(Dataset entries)
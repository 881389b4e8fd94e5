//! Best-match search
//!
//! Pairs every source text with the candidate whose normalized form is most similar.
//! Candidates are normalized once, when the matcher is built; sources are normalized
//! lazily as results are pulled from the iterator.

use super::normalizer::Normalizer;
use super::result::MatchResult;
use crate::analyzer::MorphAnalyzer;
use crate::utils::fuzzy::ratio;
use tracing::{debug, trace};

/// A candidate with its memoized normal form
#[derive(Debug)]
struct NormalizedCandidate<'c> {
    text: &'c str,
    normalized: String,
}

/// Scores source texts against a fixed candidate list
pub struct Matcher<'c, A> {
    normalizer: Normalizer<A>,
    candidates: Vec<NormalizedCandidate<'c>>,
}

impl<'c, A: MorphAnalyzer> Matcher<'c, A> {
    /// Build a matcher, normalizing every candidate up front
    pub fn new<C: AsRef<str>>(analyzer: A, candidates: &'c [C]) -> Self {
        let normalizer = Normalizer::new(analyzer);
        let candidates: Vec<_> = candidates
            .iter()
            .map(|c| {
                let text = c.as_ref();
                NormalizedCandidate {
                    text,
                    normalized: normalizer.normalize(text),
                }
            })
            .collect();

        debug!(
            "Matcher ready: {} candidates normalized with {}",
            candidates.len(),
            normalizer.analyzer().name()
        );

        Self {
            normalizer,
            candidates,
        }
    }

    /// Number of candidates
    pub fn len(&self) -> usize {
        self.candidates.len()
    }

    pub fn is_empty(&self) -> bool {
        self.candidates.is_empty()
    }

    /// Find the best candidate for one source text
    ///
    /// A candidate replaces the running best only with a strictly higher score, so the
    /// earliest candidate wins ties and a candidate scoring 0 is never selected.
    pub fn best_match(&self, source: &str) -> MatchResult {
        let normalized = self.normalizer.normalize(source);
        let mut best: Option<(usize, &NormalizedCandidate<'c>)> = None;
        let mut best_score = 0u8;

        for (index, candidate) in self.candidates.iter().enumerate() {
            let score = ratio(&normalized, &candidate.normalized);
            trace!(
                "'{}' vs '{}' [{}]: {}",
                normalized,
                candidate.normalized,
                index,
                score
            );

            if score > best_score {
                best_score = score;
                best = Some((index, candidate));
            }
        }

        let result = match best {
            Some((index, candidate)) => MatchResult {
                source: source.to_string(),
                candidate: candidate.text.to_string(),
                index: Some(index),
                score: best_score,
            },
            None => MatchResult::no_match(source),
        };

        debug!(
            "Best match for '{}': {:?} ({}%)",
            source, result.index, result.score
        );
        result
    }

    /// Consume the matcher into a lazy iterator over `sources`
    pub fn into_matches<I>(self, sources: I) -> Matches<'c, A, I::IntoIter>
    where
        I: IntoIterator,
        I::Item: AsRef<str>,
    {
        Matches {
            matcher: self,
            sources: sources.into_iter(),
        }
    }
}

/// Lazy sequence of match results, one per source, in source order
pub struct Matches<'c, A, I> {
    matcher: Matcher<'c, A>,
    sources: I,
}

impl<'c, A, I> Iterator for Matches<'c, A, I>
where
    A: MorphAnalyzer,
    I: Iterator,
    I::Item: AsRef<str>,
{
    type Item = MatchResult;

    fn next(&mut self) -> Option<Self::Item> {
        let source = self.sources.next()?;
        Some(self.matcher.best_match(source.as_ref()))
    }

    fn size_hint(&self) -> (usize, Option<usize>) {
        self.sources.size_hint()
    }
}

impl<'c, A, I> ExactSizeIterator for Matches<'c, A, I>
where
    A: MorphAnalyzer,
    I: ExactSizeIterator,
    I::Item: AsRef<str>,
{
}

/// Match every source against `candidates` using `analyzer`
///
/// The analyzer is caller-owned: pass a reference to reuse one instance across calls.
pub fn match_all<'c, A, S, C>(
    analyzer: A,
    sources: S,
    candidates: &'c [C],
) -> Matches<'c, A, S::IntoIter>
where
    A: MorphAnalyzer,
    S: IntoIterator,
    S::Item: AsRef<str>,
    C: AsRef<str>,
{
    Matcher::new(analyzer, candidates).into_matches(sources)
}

■ What the task asks:
Check each line above for the string "AsRef" and show the ones that have it.

■ Response area:
    pub fn new<C: AsRef<str>>(analyzer: A, candidates: &'c [C]) -> Self {
        I::Item: AsRef<str>,
    I::Item: AsRef<str>,
    I::Item: AsRef<str>,
    S::Item: AsRef<str>,
    C: AsRef<str>,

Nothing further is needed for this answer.